The implant, developed in collaboration with Caltech biomedical engineer Yu-Chong Tai, Anna L. Rosen Professor of Electrical Engineering and Medical Engineering, and AI expert Yisong Yue, assistant professor of computing and mathematical sciences, provides electrical stimulation to the epidural space around the lower spinal cord while using AI to learn, in real time, the stimulation patterns that yield the best results for wearers. In clinical trials at UCLA, the prosthetic allowed paralyzed wearers to stand on their own for up to 20 minutes at a time and voluntarily move toes, ankles, knees, and hips.
One of the participants testing out the spinal stimulator also happened to own an exoskeleton, and so the researchers tested the two technologies together in a trial at UCLA three years ago. They found that when the spinal stimulator was turned on, the exoskeleton required half as much power to move the same distance as with the stimulator off.
“With the stimulator and the exosuit, he was almost stepping on his own,” Burdick says. “That early study was very promising.”
The RoAM initiative will explore the intersection of AI-infused spinal cord stimulation using a Wandercraft Atalante model exoskeleton located at Caltech. “The Atalante exoskeleton and the walking algorithms that we created for it are already good enough to allow users to walk dynamically without crutches,” Ames says. “The RoAM initiative will let them do so using less power and for a variety of different dynamic walking behaviors, with the goal of improving the users’ everyday lives.”

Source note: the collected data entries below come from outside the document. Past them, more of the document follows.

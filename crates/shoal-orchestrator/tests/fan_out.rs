//! End-to-end fan-out against a scripted transport.
//!
//! Exercises the full path a console session takes: register hosts,
//! connect, run everywhere, inspect, join a straggler, kill, clear.

use shoal_core::{HostSpec, JobStatus, ShoalConfig, ShoalError};
use shoal_orchestrator::{
    attach, Fleet, HostOutcome, InteractiveBridge, JobDispatcher, JoinOutcome, ESCAPE_BYTE,
};
use shoal_ssh::{MockCommand, MockHost, MockTransport};
use std::time::Duration;
use tokio::io::{duplex, AsyncWriteExt};

fn transport() -> MockTransport {
    MockTransport::new()
        .with_host(
            "web1",
            MockHost::reachable()
                .with_command("uname", MockCommand::exits(0).with_output("Linux\r\n"))
                .with_command("tail -f app.log", MockCommand::hangs().with_output("booted\r\n")),
        )
        .with_host(
            "web2",
            MockHost::reachable()
                .with_command("uname", MockCommand::exits(0).with_output("Linux\r\n")),
        )
        .with_host("db9", MockHost::unreachable("No route to host"))
}

fn config() -> ShoalConfig {
    ShoalConfig {
        hosts: vec!["web1".into(), "web2".into(), "db9".into()],
        username: Some("ops".into()),
        job_timeout: 0.5,
        ..Default::default()
    }
}

#[tokio::test]
async fn test_console_session_flow() {
    let transport = transport();
    let fleet = Fleet::new(transport.clone(), &config());
    assert_eq!(fleet.connect_all().await, 2);

    let dispatcher = JobDispatcher::new(fleet.clone());
    let report = dispatcher.run_all("uname").await;

    let outcomes: Vec<_> = report
        .outcomes
        .iter()
        .map(|(host, outcome)| (host.as_str().to_string(), outcome.is_success()))
        .collect();
    assert_eq!(
        outcomes,
        vec![
            ("web1".to_string(), true),
            ("web2".to_string(), true),
            ("db9".to_string(), false),
        ]
    );

    let (_, latest) = fleet.latest_job("web2").unwrap();
    assert_eq!(latest.unwrap().replay(), b"Linux\r\n");

    // A host that comes back is reconnected on the next run
    transport.set_host("db9", MockHost::reachable());
    let record = dispatcher.run_one(&HostSpec::from("db9"), "uname").await.unwrap();
    assert_eq!(record.status(), JobStatus::Exited(0));

    fleet.clear_all_history();
    assert!(fleet.status().iter().all(|(_, status)| status.is_none()));
}

#[tokio::test]
async fn test_join_straggler_then_kill() {
    let fleet = Fleet::new(transport(), &config());
    fleet.set_job_timeout(0.05);
    let dispatcher = JobDispatcher::new(fleet.clone());

    dispatcher.run_one(&HostSpec::from("web2"), "uname").await.unwrap();

    let report = dispatcher.run_all("tail -f app.log").await;
    assert_eq!(report.pending(), vec![HostSpec::from("web1")]);
    assert!(matches!(report.outcomes[2].1, HostOutcome::Failed { .. }));

    // Detach from the straggler, leaving it running
    let bridge = InteractiveBridge::new(fleet.clone());
    let record = bridge.pending_job("web1").unwrap();
    let (mut keyboard, mut input) = duplex(64);
    let (mut output, _screen) = duplex(4096);
    keyboard.write_all(b"hello").await.unwrap();
    keyboard.write_all(&[ESCAPE_BYTE, b'.']).await.unwrap();

    let outcome = attach(&record, &mut input, &mut output).await.unwrap();
    assert_eq!(outcome, JoinOutcome::Detached);
    assert!(record.is_pending());

    // Typed input lands in the stored transcript after the replay
    let transcript = String::from_utf8(record.replay()).unwrap();
    assert!(transcript.starts_with("booted\r\n"));
    assert!(transcript.contains("hello"));

    dispatcher.kill("web1").unwrap();
    let status = tokio::time::timeout(Duration::from_secs(2), record.wait())
        .await
        .unwrap();
    assert_eq!(status, JobStatus::Cancelled);

    let err = dispatcher.kill("web1").unwrap_err();
    assert!(matches!(err, ShoalError::NoPendingJob(_)));

    let statuses = fleet.status();
    assert_eq!(statuses[0].1, Some(JobStatus::Cancelled));
    assert_eq!(statuses[1].1, Some(JobStatus::Exited(0)));
    assert_eq!(statuses[2].1, None);
}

Ultimately, the RoAM initiative will go beyond exoskeletons in exploring ways to restore mobility. The dynamic walking algorithms developed by Ames have already been translated to custom-built prostheses housed in his lab, including a powered leg for above-the-knee amputees. Additionally, soft exoskeletons—or exosuits—will be developed to help stabilize walking gaits for individuals who are not paralyzed but are mobility impaired.